Between 1894 and 1896, the Wanganui Town Clerk and later the Waitotara County Council both pressed for a siding to be provided at Nukumaru to open up a nearby "Shell Block Bed" for use as road-building material. A water service, established about three-quarters of a mile north of the station, was maintained there for decades.

=== Tablet working ===
In July 1919 a proposal was made to convert Nukumaru into a switch-out tablet station, followed by staff housing built in 1920. Tablet operations were operating till at least 1954; a photograph by Derek Cross shows a northbound train waiting in the loop for a southbound one to pass, with a note that the station agent had not yet set up the tablet for exchange with tablet exchange equipment clearly in view.

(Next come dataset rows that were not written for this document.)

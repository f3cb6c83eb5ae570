//! # Attestation Engine
//!
//! Moves an alias between trust tiers. Each target level has its own proof
//! check; they are independent processes (an OTP challenge for VERIFIED, a
//! national identity certificate for CERTIFIED), so there is no requirement
//! to pass through VERIFIED on the way to CERTIFIED.
//!
//! | Target       | Proof accepted when                                   |
//! |--------------|-------------------------------------------------------|
//! | `UNVERIFIED` | always                                                |
//! | `VERIFIED`   | a challenge is pending and `proof` equals it exactly  |
//! | `CERTIFIED`  | `proof` starts with the `NRIS-` certificate prefix    |
//!
//! By default a target below the alias's current level is refused with
//! [`AttestationError::Downgrade`]. [`AttestationEngine::permissive`] turns
//! that check off.

use std::sync::Arc;

use serde::Serialize;
use tracing::info;

use crate::alias::{AliasRecord, AttestationLevel};
use crate::config::CERTIFICATE_PREFIX;
use crate::directory::{AliasDirectory, Durability};
use crate::error::{AlsResult, AttestationError};

/// Result of a successful attestation.
#[derive(Debug)]
pub struct Attested {
    pub alias: String,
    pub level: AttestationLevel,
    pub durability: Durability,
}

/// Wire shape of [`Attested`].
#[derive(Debug, Clone, Serialize)]
pub struct AttestationReceipt {
    pub alias: String,
    pub attestation: AttestationLevel,
    pub durable: bool,
}

impl From<&Attested> for AttestationReceipt {
    fn from(attested: &Attested) -> Self {
        Self {
            alias: attested.alias.clone(),
            attestation: attested.level,
            durable: attested.durability.is_durable(),
        }
    }
}

#[derive(Debug, Clone)]
pub struct AttestationEngine {
    directory: Arc<AliasDirectory>,
    allow_downgrade: bool,
}

impl AttestationEngine {
    /// Engine that refuses downgrades.
    pub fn new(directory: Arc<AliasDirectory>) -> Self {
        Self {
            directory,
            allow_downgrade: false,
        }
    }

    /// Engine that assigns any validated target level, lower ones included.
    pub fn permissive(directory: Arc<AliasDirectory>) -> Self {
        Self {
            directory,
            allow_downgrade: true,
        }
    }

    pub fn allows_downgrade(&self) -> bool {
        self.allow_downgrade
    }

    /// Validate `proof` for `target` and, if it holds, set the alias's level.
    ///
    /// The check and the assignment happen under the directory's write lock.
    /// The directory is flushed afterwards; a flush failure is reported in
    /// [`Attested::durability`].
    pub fn attest(
        &self,
        alias: &str,
        target: AttestationLevel,
        proof: &str,
    ) -> AlsResult<Attested> {
        let allow_downgrade = self.allow_downgrade;
        let canonical = self.directory.update(alias, |record| {
            check_proof(record, target, proof, allow_downgrade)?;
            record.attestation = target;
            Ok(record.alias.clone())
        })?;

        let durability = self.directory.flush();
        info!(alias = %canonical, level = %target, "alias attested");
        Ok(Attested {
            alias: canonical,
            level: target,
            durability,
        })
    }
}

fn check_proof(
    record: &AliasRecord,
    target: AttestationLevel,
    proof: &str,
    allow_downgrade: bool,
) -> Result<(), AttestationError> {
    if !allow_downgrade && target < record.attestation {
        return Err(AttestationError::Downgrade {
            current: record.attestation,
            target,
        });
    }

    match target {
        AttestationLevel::Unverified => Ok(()),
        AttestationLevel::Verified => {
            if record.verification_proof.is_empty() {
                Err(AttestationError::NoChallengePending)
            } else if proof != record.verification_proof {
                Err(AttestationError::InvalidProof)
            } else {
                Ok(())
            }
        }
        AttestationLevel::Certified => {
            if proof.starts_with(CERTIFICATE_PREFIX) {
                Ok(())
            } else {
                Err(AttestationError::InvalidCertificateFormat)
            }
        }
    }
}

=== Staffing and decline ===
Nukumaru had at least one resident officer in charge: a Mr Anderson was given a farewell social function in June 1920 on his transfer to Hangatiki, on the Main Trunk line, having held charge of the station for a considerable time and being remembered as popular with local settlers. By October 1944, however, Nukumaru was recorded as an unofficered station: when a fire destroyed the contents of three wagons on a Wanganui–Hawera goods train as it approached the station around midnight, investigators had to travel out by car rather than rely on any station staff, the cause and extent of the loss being unascertainable until they arrived.

=== Closure ===
Nukumaru was closed to all traffic, including passengers, except goods in wagon lots from 1 September 1968, and closed completely on 11 September 1972.

== Naming of the approach road ==
The road leading to the station has been known by two names for much of its history, seemingly in parallel rather than in strict succession. Survey and cadastral records, including a 1929 Lands and Survey map, and a 1931 tender notice describing land "at the lower end of the Russell Road across the railway line," used the name Russell Road; this name may derive from a Mr W. F. Russell, recorded disputing a claim over land the road crossed in 1882. In everyday and official use, however, "Nukumaru Station Road" appears at least as early as 1946, and was used by the Waitotara County Council itself in a March 1947 resolution concerning pine trees on the road's reserve. Topographical maps continued to label the road Russell Road as late as 1999, only showing it as Nukumaru Station Road by 2009, decades after the name was already in common local and official use (and well after the actual station had closed). Following an extension completed in 2024, the road connecting to Waiinu Beach was given the official name Te Ranganuku.

== Legacy ==
Over twenty years after closure, the former station yard was still known and referred to by that name: a 1995 Transport Accident Investigation Commission report into an unrelated Hi-Rail vehicle collision near Maxwell records a maintenance worker searching for usable discarded rail at "the former Nukumaru Station yard," at the 72.0 km mark on the Marton–New Plymouth line, without success.

Today, the former station site remains fenced off; the line of bushes visible behind the station building in a 1954 photograph survives, but no trace of the station itself or the adjoining railway houses remains.